Far from the clichés of gender clothing that have become dogmas after centuries of patriarchy, with their manes as green as their environmental ideologies, these young activists, for whom society is only social through its networks, have succeeded in pushing the brands to commit themselves… and to show it. Death to the greenwashing of the good days, to the false promises of the good speeches! They demand concrete and remarkable actions as well as visible and repeated support.

Whether it’s a windfall effect or real conviction, brands have begun to use their reputation and their striking power to serve a social cause, to campaign relentlessly for a more responsible, more sustainable and more just world.

Depop campaign, Design.studio

Containment: unexpected allies.

Badoo campaign, Build Hollywood - Alice Skinner

2020, the stop is brutal. For many people, staying at home, having a drink on the terrace or simply slowing down, was no longer a personal choice but a civic duty. A national introspection began. Yes, but face cam’. As the escapes withered, as the complexes returned, depression set in. The recourse to plastic surgery boomed, along with the taking of antidepressants and anxiolytics. A difficult period that weakened the morale of some and revealed the solitude of others.
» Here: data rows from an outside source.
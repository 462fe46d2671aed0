//! External process boundary: probe commands and provisioning jobs.

use std::collections::BTreeMap;
use std::os::unix::process::{CommandExt, ExitStatusExt};
use std::path::{Path, PathBuf};
use std::process::{ExitStatus, Stdio};
use std::sync::Arc;
use std::time::Duration;

use tokio::io::{AsyncBufReadExt, AsyncRead, AsyncWriteExt, BufReader};
use tokio::process::{Child, Command};
use tokio::sync::Mutex;
use tokio::task::JoinHandle;
use tracing::{debug, warn};

use crate::error::{IoContext, Result};

/// Captured result of a probe command.
#[derive(Debug, Clone, PartialEq, Eq)]
pub struct ProbeOutput {
    pub success: bool,
    pub stdout: String,
    pub stderr: String,
}

impl ProbeOutput {
    fn failed(stderr: impl Into<String>) -> Self {
        Self {
            success: false,
            stdout: String::new(),
            stderr: stderr.into(),
        }
    }
}

/// Run `command` through `sh -c`, killing it if it outlives `timeout`.
///
/// Never errors: spawn failures and timeouts come back as unsuccessful
/// output with the reason in `stderr`. Trailing newlines are stripped from
/// stdout.
pub async fn run_probe(
    command: &str,
    env: &BTreeMap<String, String>,
    timeout: Duration,
) -> ProbeOutput {
    let child = Command::new("sh")
        .arg("-c")
        .arg(command)
        .envs(env)
        .stdin(Stdio::null())
        .stdout(Stdio::piped())
        .stderr(Stdio::piped())
        .kill_on_drop(true)
        .spawn();

    let child = match child {
        Ok(c) => c,
        Err(e) => return ProbeOutput::failed(format!("failed to spawn: {e}")),
    };

    match tokio::time::timeout(timeout, child.wait_with_output()).await {
        Ok(Ok(output)) => ProbeOutput {
            success: output.status.success(),
            stdout: String::from_utf8_lossy(&output.stdout)
                .trim_end_matches(['\n', '\r'])
                .to_string(),
            stderr: String::from_utf8_lossy(&output.stderr).to_string(),
        },
        Ok(Err(e)) => ProbeOutput::failed(format!("failed to wait: {e}")),
        Err(_) => {
            debug!(command, timeout_secs = timeout.as_secs_f64(), "probe timed out");
            ProbeOutput::failed(format!("timed out after {}s", timeout.as_secs_f64()))
        }
    }
}

/// Exit status recorded for a job that could not be started.
pub const SPAWN_FAILED: i32 = 127;

/// Exit code of a finished process; signal deaths map to `128 + signal`.
pub fn exit_code(status: ExitStatus) -> i32 {
    status
        .code()
        .unwrap_or_else(|| 128 + status.signal().unwrap_or(0))
}

/// A running process whose stdout and stderr are appended, line by line and
/// byte for byte, to every one of its log files.
pub struct LoggedChild {
    pid: u32,
    child: Child,
    pumps: Vec<JoinHandle<()>>,
    logs: Arc<Mutex<Vec<tokio::fs::File>>>,
}

/// Spawn `program` with `env` layered over the inherited environment.
pub async fn spawn_logged(
    program: &Path,
    env: &BTreeMap<String, String>,
    log_files: &[PathBuf],
    working_dir: Option<&Path>,
) -> Result<LoggedChild> {
    let mut logs = Vec::with_capacity(log_files.len());
    for path in log_files {
        let file = tokio::fs::OpenOptions::new()
            .create(true)
            .append(true)
            .open(path)
            .await
            .with_path("opening log file", path)?;
        logs.push(file);
    }
    let logs = Arc::new(Mutex::new(logs));

    let mut cmd = Command::new(program);
    cmd.envs(env)
        .stdin(Stdio::null())
        .stdout(Stdio::piped())
        .stderr(Stdio::piped());
    if let Some(dir) = working_dir {
        cmd.current_dir(dir);
    }

    let mut child = cmd.spawn().with_path("spawning", program)?;
    let pid = child.id().unwrap_or_default();

    let mut pumps = Vec::new();
    if let Some(stdout) = child.stdout.take() {
        pumps.push(tokio::spawn(pump(stdout, logs.clone())));
    }
    if let Some(stderr) = child.stderr.take() {
        pumps.push(tokio::spawn(pump(stderr, logs.clone())));
    }

    debug!(program = %program.display(), pid, "spawned job process");
    Ok(LoggedChild {
        pid,
        child,
        pumps,
        logs,
    })
}

async fn pump(stream: impl AsyncRead + Unpin, logs: Arc<Mutex<Vec<tokio::fs::File>>>) {
    let mut reader = BufReader::new(stream);
    let mut line = Vec::new();
    let mut write_failed = false;
    loop {
        line.clear();
        match reader.read_until(b'\n', &mut line).await {
            Ok(0) => break,
            Ok(_) => {
                let mut logs = logs.lock().await;
                for file in logs.iter_mut() {
                    if let Err(e) = file.write_all(&line).await {
                        if !write_failed {
                            warn!(error = %e, "failed writing job output to log");
                            write_failed = true;
                        }
                    }
                }
            }
            Err(e) => {
                warn!(error = %e, "failed reading job output");
                // keep the pipe drained so the job never blocks on a full buffer
                if let Err(e) = tokio::io::copy(&mut reader, &mut tokio::io::sink()).await {
                    debug!(error = %e, "job output pipe closed");
                }
                break;
            }
        }
    }
}

impl LoggedChild {
    pub fn pid(&self) -> u32 {
        self.pid
    }

    /// Wait for exit and for every output line to reach the logs.
    pub async fn wait(mut self) -> i32 {
        let code = match self.child.wait().await {
            Ok(status) => exit_code(status),
            Err(e) => {
                warn!(pid = self.pid, error = %e, "failed to wait for job process");
                -1
            }
        };
        for pump in self.pumps {
            if let Err(e) = pump.await {
                warn!(pid = self.pid, error = %e, "job output task failed");
            }
        }
        for file in self.logs.lock().await.iter_mut() {
            if let Err(e) = file.flush().await {
                warn!(pid = self.pid, error = %e, "failed flushing job log");
            }
        }
        code
    }
}

/// Send SIGHUP to `pid`.
pub fn send_hangup(pid: u32) -> std::io::Result<()> {
    // SAFETY: kill(2) has no memory-safety preconditions.
    let rc = unsafe { libc::kill(pid as libc::pid_t, libc::SIGHUP) };
    if rc == 0 {
        Ok(())
    } else {
        Err(std::io::Error::last_os_error())
    }
}

/// Start `stoke supervise <spec>` in its own process group with no terminal
/// attached, and return its pid without waiting for it.
pub fn launch_supervisor(spec_path: &Path) -> Result<u32> {
    let exe = std::env::current_exe().map_err(|e| crate::Error::io("locating own executable", e))?;
    let child = std::process::Command::new(&exe)
        .arg("supervise")
        .arg(spec_path)
        .stdin(Stdio::null())
        .stdout(Stdio::null())
        .stderr(Stdio::null())
        .process_group(0)
        .spawn()
        .with_path("spawning supervisor", &exe)?;
    Ok(child.id())
}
In this gloomy context, companies have mobilized, brands have integrated our daily life as never before. By playing elbows to the wall to offer us the most entertaining activities, they have made our mailboxes and social networks look like digital summer camps. Deprived of social links, they have saved us from total passivity. Constantly at our side, they made us “think about something else” and were our last refuge against isolation. Unhoped-for allies.

Altruistic brands: time for "brand support"?

Sex Education's little manual , Netflix - Charlotte Abramow

But in the face of this unprecedented economic and social event, companies have also reviewed their relationship with themselves and with society. Full of certainties, as much as convictions, they have given us hope for a better world, the one “after”.
The one, minimalist and full of common sense, where we refocus on the essentials after decades of digital pretenses and unbridled consumption.
In this idealized world, brands rise above their sole mercantile objective to develop a new type of content, a form of “brand support”. They take care of us and listen to us, accompanying us and guiding us well beyond their own products. They approach doctors, teachers, and professionals to give us expert advice and take advantage of their notoriety to capture our attention and ensure our well-being. They show a welcome support in these times when even more than the relationship to oneself, we must question our relationship with others.

So, in the era of pact laws, B-corp and other committed labels, don’t brands have a new mission? That of fully and definitively reconciling us with ourselves so that we in turn reconcile ourselves with others, all others.